* Exercise aim
Below are entries; work out how many of their lines include the string "join", and reply with the number only.
>>>>>
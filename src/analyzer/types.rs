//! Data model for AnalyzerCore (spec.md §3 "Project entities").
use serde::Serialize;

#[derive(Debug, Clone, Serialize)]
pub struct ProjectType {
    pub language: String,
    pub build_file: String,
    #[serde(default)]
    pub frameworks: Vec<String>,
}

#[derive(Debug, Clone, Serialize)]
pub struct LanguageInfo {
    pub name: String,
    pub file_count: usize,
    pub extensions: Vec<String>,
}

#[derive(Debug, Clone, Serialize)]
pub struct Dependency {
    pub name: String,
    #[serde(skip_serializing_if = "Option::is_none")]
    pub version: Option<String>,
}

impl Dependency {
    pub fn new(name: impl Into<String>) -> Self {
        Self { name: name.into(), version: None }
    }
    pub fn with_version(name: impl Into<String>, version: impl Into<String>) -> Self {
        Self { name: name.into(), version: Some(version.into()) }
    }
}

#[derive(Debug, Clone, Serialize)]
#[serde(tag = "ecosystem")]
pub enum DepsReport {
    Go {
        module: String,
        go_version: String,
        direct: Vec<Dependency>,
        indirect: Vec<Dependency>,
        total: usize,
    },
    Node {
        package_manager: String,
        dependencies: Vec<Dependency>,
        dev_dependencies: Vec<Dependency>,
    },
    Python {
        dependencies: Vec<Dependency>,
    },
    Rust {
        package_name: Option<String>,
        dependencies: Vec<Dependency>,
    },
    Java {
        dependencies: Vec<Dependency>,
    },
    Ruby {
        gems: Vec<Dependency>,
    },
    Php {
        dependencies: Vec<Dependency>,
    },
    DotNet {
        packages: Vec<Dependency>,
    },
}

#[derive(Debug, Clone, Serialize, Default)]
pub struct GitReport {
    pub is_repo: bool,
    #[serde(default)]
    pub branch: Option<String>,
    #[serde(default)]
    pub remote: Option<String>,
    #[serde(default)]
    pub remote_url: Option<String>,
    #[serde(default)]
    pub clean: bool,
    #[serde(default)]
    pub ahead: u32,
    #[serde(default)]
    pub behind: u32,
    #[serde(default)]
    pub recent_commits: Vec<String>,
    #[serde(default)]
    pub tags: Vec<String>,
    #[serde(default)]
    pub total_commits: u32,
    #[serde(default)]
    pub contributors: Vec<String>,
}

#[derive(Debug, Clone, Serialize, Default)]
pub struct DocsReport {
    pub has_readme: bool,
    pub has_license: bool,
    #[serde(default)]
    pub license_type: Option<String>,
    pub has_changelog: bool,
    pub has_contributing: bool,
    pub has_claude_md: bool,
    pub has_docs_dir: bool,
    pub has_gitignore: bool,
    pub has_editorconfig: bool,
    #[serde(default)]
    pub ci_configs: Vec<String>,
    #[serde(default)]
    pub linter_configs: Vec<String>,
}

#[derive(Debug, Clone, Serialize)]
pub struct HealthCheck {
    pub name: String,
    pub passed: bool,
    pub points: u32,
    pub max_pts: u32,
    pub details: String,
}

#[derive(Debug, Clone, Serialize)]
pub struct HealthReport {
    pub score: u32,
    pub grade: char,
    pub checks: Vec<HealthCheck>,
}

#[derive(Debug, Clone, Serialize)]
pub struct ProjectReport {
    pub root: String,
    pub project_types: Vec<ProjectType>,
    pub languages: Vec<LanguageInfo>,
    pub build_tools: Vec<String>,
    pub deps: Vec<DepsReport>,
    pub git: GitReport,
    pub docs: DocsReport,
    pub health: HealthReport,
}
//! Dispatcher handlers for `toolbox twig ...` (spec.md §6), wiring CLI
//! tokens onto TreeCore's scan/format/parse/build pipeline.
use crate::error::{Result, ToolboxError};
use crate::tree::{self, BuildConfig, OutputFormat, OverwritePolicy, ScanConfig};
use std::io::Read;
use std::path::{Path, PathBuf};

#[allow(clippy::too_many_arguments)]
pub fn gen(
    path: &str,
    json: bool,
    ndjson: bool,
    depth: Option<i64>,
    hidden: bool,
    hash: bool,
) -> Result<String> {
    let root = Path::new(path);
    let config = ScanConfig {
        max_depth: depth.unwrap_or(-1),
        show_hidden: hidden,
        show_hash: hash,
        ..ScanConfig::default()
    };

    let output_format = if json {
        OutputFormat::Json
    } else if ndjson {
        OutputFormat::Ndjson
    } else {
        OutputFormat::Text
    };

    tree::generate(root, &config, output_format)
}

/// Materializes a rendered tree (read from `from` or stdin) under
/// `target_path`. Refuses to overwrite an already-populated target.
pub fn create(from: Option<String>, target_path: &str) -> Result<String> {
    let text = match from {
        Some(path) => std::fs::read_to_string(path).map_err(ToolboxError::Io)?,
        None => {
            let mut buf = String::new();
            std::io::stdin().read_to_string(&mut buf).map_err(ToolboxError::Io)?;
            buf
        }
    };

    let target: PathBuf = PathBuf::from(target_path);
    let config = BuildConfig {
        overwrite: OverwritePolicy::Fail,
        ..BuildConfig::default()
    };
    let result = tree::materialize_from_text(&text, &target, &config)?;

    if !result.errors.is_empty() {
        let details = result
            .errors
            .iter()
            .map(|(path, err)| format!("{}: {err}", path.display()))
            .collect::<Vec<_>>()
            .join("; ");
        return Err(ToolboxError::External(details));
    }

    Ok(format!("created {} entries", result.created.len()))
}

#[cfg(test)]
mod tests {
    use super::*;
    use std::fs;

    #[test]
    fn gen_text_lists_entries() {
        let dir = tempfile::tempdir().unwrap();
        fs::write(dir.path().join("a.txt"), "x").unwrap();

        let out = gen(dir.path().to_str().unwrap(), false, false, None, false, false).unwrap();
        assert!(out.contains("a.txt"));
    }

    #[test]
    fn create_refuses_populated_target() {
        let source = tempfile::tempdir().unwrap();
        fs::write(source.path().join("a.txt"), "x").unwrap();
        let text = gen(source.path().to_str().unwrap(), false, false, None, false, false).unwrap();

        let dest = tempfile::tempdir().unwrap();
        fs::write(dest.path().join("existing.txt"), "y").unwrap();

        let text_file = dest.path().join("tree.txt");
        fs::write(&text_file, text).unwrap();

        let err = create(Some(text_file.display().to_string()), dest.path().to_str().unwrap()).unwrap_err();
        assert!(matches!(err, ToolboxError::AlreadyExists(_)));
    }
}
<<<<<
* Output below
5